Leverage is capital efficiency, not a return amplifier.
Retail forex marketing emphasises “up to 1:500 leverage”. Used responsibly, leverage lets you avoid funding the full notional. Used as a return amplifier, it is the most common path to retail trader account closure.
How leverage works
To open a position controlling 100,000 units of EUR/USD at 1.0776, you need to fund $107,759 of position value. With 1:30 leverage, you only need to deposit 1/30 of that — $3,592 of margin. The broker effectively lends you the rest. Profit and loss apply to the full notional, not the margin posted.
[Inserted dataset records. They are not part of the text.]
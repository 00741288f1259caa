use uuid::Uuid;

use shared::schemas::{RoasterCreate, RoasterUpdate};

use super::base::{contains_pattern, Repository};
use crate::error::AppResult;
use crate::models::{Entity, RoasterRow};

pub type RoasterRepository = Repository<RoasterRow>;

/// Optional list filters; both are case-insensitive substring matches
#[derive(Debug, Clone, Default)]
pub struct RoasterFilter {
    pub search: Option<String>,
    pub location: Option<String>,
}

impl RoasterFilter {
    fn patterns(&self) -> (Option<String>, Option<String>) {
        (
            self.search.as_deref().map(contains_pattern),
            self.location.as_deref().map(contains_pattern),
        )
    }
}

impl Repository<RoasterRow> {
    pub async fn create(&self, input: &RoasterCreate, user_id: &str) -> AppResult<RoasterRow> {
        let sql = format!(
            r#"
            INSERT INTO roaster (name, location, website, description, created_by)
            VALUES ($1, $2, $3, $4, $5)
            RETURNING {}
            "#,
            RoasterRow::COLUMNS
        );

        let row = sqlx::query_as::<_, RoasterRow>(&sql)
            .bind(input.name.trim())
            .bind(&input.location)
            .bind(&input.website)
            .bind(&input.description)
            .bind(user_id)
            .fetch_one(&self.db)
            .await?;

        tracing::info!(id = %row.id, user_id, name = %row.name, "Created roaster");
        Ok(row)
    }

    /// Apply the provided fields to a live roaster
    pub async fn update(
        &self,
        id: Uuid,
        input: &RoasterUpdate,
        user_id: &str,
    ) -> AppResult<Option<RoasterRow>> {
        let sql = format!(
            r#"
            UPDATE roaster
            SET name = COALESCE($2, name),
                location = COALESCE($3, location),
                website = COALESCE($4, website),
                description = COALESCE($5, description),
                updated_by = $6,
                updated_at = NOW()
            WHERE id = $1 AND deleted_at IS NULL
            RETURNING {}
            "#,
            RoasterRow::COLUMNS
        );

        let row = sqlx::query_as::<_, RoasterRow>(&sql)
            .bind(id)
            .bind(input.name.as_deref().map(str::trim))
            .bind(&input.location)
            .bind(&input.website)
            .bind(&input.description)
            .bind(user_id)
            .fetch_optional(&self.db)
            .await?;

        if row.is_some() {
            tracing::info!(%id, user_id, "Updated roaster");
        }
        Ok(row)
    }

    /// Exact name match among live roasters
    pub async fn get_by_name(&self, name: &str) -> AppResult<Option<RoasterRow>> {
        let sql = format!(
            "SELECT {} FROM roaster WHERE name = $1 AND deleted_at IS NULL LIMIT 1",
            RoasterRow::COLUMNS
        );

        let row = sqlx::query_as::<_, RoasterRow>(&sql)
            .bind(name.trim())
            .fetch_optional(&self.db)
            .await?;

        Ok(row)
    }

    /// Live roasters matching the filter, ordered by name
    pub async fn list(&self, filter: &RoasterFilter, skip: i64, limit: i64) -> AppResult<Vec<RoasterRow>> {
        let (search, location) = filter.patterns();
        let sql = format!(
            r#"
            SELECT {}
            FROM roaster
            WHERE deleted_at IS NULL
              AND ($1::text IS NULL OR name ILIKE $1)
              AND ($2::text IS NULL OR location ILIKE $2)
            ORDER BY name, id
            OFFSET $3 LIMIT $4
            "#,
            RoasterRow::COLUMNS
        );

        let rows = sqlx::query_as::<_, RoasterRow>(&sql)
            .bind(search)
            .bind(location)
            .bind(skip)
            .bind(limit)
            .fetch_all(&self.db)
            .await?;

        Ok(rows)
    }

    pub async fn count_filtered(&self, filter: &RoasterFilter) -> AppResult<i64> {
        let (search, location) = filter.patterns();

        let count: i64 = sqlx::query_scalar(
            r#"
            SELECT COUNT(*)
            FROM roaster
            WHERE deleted_at IS NULL
              AND ($1::text IS NULL OR name ILIKE $1)
              AND ($2::text IS NULL OR location ILIKE $2)
            "#,
        )
        .bind(search)
        .bind(location)
        .fetch_one(&self.db)
        .await?;

        Ok(count)
    }
}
The mechanic: margin_required = position_notional / leverage_ratio. The broker holds the margin as collateral; if losses on the position exceed the margin, the broker liquidates the position to prevent losses to itself.
Regulatory caps
| Jurisdiction | Major pairs | Minor / cross pairs | Exotic pairs | Source |
|---|---|---|---|---|
| EU (ESMA) | 1:30 | 1:20 | 1:20 | ESMA 2018+ |
| UK (FCA, post-Brexit) | 1:30 | 1:20 | 1:20 | FCA aligned with ESMA |
| Australia (ASIC) | 1:30 | 1:20 | 1:20 | ASIC March 2021 |
| US (CFTC/NFA) | 1:50 | 1:20 | N/A | NFA Compliance Rule 2-43 |
| Hong Kong (SFC) | 1:20 | 1:20 | 1:10 | SFC margin requirements |
| Switzerland (FINMA) | 1:100 | 1:50 | varies | FINMA self-regulation |
| Offshore (BVI, Vanuatu, Seychelles, Mauritius) | 1:200–1:1000 | 1:200–1:1000 | varies | Light-touch regulation |
The EU/UK/Australia harmonisation in 2018–2021 followed regulatory analysis showing that 70–80 % of retail CFD/FX accounts lose money under high leverage. Caps reduced retail-trader leverage to levels at which a normal market drawdown does not automatically liquidate a well-funded account.
The margin-call cascade
When floating losses on open positions reduce the trader's free margin below a broker-defined threshold, the broker issues a margin call: deposit more funds or close some positions. If margin falls further (to a stop-out level, typically 50% margin usage), the broker auto-liquidates positions in order of largest loss first.
Why high leverage rarely produces high returns
The naive argument: more leverage means more position size means more profit. The actual mechanic: more leverage means smaller adverse moves trigger margin calls. The break-even leverage point is around 1:5 to 1:10 for most retail strategies; above that, the marginal increase in expected return is dominated by the marginal increase in margin-call probability.
Empirical evidence from regulator-mandated retail-broker disclosures: roughly 70–80 % of retail CFD/FX accounts lose money in a typical year. The percentage is remarkably stable across regulators that mandate the disclosure (UK FCA, EU ESMA, ASIC).
The right way to use leverage
Two practical principles:
- Position-size from risk, not from leverage. Compute the lot size that risks 1 % of capital on your defined stop. Use leverage only to fund that position notional. The leverage ratio becomes a consequence of the risk-sized position, not a target.
- Keep used-margin well below available margin. A common rule: never use more than 25 % of your account as margin at any time. This means even fully-leveraged at 1:30, your effective leverage is ~7.5x — which can absorb roughly 13 % adverse move before margin call (vs. 3 % at full 1:30 utilisation).
What the calculator reports
The calculator's “Required margin” line shows the margin needed at your chosen leverage. Compare this to your account size: required-margin-as-percent-of-account is your effective leverage utilisation. Above 25 % utilisation across all open positions, you're carrying meaningful margin-call risk on any normal market move.